(Recorded data)
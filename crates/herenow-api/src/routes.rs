//! Router setup with all API routes and middleware.
//!
//! Configures the axum Router with CORS, tracing, compression, and all
//! endpoint handlers.

use axum::extract::DefaultBodyLimit;
use axum::http::{header, Method};
use axum::routing::{get, post};
use axum::Router;
use tower_http::compression::CompressionLayer;
use tower_http::cors::{Any, CorsLayer};
use tower_http::trace::TraceLayer;

use crate::handlers;
use crate::state::AppState;

/// Create the axum Router with all routes and middleware.
pub fn create_router(state: AppState) -> Router {
    // The widget is embedded on third-party sites, so CORS allows any
    // origin without credentials.
    let cors = CorsLayer::new()
        .allow_origin(Any)
        .allow_methods([Method::GET, Method::POST, Method::OPTIONS])
        .allow_headers([header::CONTENT_TYPE]);

    Router::new()
        .route("/", get(handlers::root))
        .route("/health", get(handlers::health))
        .route("/api/track", post(handlers::track))
        .route("/api/stats", get(handlers::stats))
        .route("/widget.js", get(handlers::widget_js))
        .layer(DefaultBodyLimit::max(64 * 1024)) // Track bodies are tiny.
        .layer(CompressionLayer::new())
        .layer(TraceLayer::new_for_http())
        .layer(cors)
        .with_state(state)
}

/// Start the HTTP server on the configured address.
pub async fn start_server(state: AppState) -> Result<(), herenow_core::error::HereNowError> {
    let addr = format!("{}:{}", state.config.server.bind, state.config.server.port);

    let router = create_router(state);

    tracing::info!("Starting API server on {}", addr);

    let listener = tokio::net::TcpListener::bind(&addr)
        .await
        .map_err(|e| herenow_core::error::HereNowError::Api(format!("Failed to bind: {}", e)))?;

    axum::serve(listener, router)
        .await
        .map_err(|e| herenow_core::error::HereNowError::Api(format!("Server error: {}", e)))?;

    Ok(())
}
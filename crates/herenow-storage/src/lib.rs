//! here/now storage crate - SQLite persistence for the page-event log.
//!
//! Provides a WAL-mode SQLite database with migrations and the event
//! store: append-only visit inserts plus the single-pass presence
//! aggregation that backs the stats endpoint.

pub mod db;
pub mod events;
pub mod migrations;

pub use db::Database;
pub use events::{EventStore, NewVisit};
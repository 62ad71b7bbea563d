//! CLI argument definitions for the here/now server.
//!
//! Uses `clap` with derive macros. Priority resolution:
//! CLI args > env vars > config file > defaults.

use clap::Parser;
use std::path::PathBuf;

/// here/now — a lightweight presence-analytics service with an
/// embeddable live-visitor widget.
#[derive(Parser, Debug)]
#[command(name = "herenow", version, about)]
pub struct CliArgs {
    /// Path to the configuration file.
    #[arg(short = 'c', long = "config")]
    pub config: Option<PathBuf>,

    /// API server port.
    #[arg(short = 'p', long = "port")]
    pub port: Option<u16>,

    /// Data directory for the SQLite event log.
    #[arg(short = 'd', long = "data-dir")]
    pub data_dir: Option<PathBuf>,

    /// Log level (trace, debug, info, warn, error).
    #[arg(short = 'l', long = "log-level")]
    pub log_level: Option<String>,
}

impl CliArgs {
    /// Resolve the configuration file path.
    ///
    /// Priority: --config flag > HERENOW_CONFIG env var >
    /// ~/.herenow/config.toml.
    pub fn resolve_config_path(&self) -> PathBuf {
        if let Some(ref p) = self.config {
            return p.clone();
        }
        if let Ok(p) = std::env::var("HERENOW_CONFIG") {
            return PathBuf::from(p);
        }
        default_config_path()
    }

    /// Resolve the API server port.
    ///
    /// Priority: --port flag > HERENOW_PORT env var > config file value.
    pub fn resolve_port(&self, config_port: u16) -> u16 {
        if let Some(p) = self.port {
            return p;
        }
        if let Ok(val) = std::env::var("HERENOW_PORT") {
            if let Ok(p) = val.parse::<u16>() {
                return p;
            }
        }
        config_port
    }

    /// Resolve the data directory path.
    ///
    /// Returns `None` when not overridden (use config value).
    pub fn resolve_data_dir(&self) -> Option<String> {
        self.data_dir
            .as_ref()
            .map(|p| p.to_string_lossy().to_string())
    }

    /// Resolve the log level. Returns `None` when not overridden.
    pub fn resolve_log_level(&self) -> Option<String> {
        self.log_level.clone()
    }
}

/// Default config file path for the current platform.
fn default_config_path() -> PathBuf {
    if let Ok(home) = std::env::var("HOME") {
        return PathBuf::from(home).join(".herenow").join("config.toml");
    }
    PathBuf::from("config.toml")
}

#[cfg(test)]
mod tests {
    use super::*;

    #[test]
    fn test_flag_wins_over_config_port() {
        let args = CliArgs::parse_from(["herenow", "--port", "9999"]);
        assert_eq!(args.resolve_port(3210), 9999);
    }

    #[test]
    fn test_config_port_used_without_flag() {
        let args = CliArgs::parse_from(["herenow"]);
        assert_eq!(args.resolve_port(3210), 3210);
    }

    #[test]
    fn test_explicit_config_path() {
        let args = CliArgs::parse_from(["herenow", "--config", "/tmp/custom.toml"]);
        assert_eq!(
            args.resolve_config_path(),
            PathBuf::from("/tmp/custom.toml")
        );
    }

    #[test]
    fn test_data_dir_override() {
        let args = CliArgs::parse_from(["herenow", "--data-dir", "/srv/herenow"]);
        assert_eq!(args.resolve_data_dir().as_deref(), Some("/srv/herenow"));

        let args = CliArgs::parse_from(["herenow"]);
        assert!(args.resolve_data_dir().is_none());
    }
}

#### Task to carry out
Every line above that contains the word "configuration" should be reported.

#### Completed task
    /// Path to the configuration file.
    /// Resolve the configuration file path.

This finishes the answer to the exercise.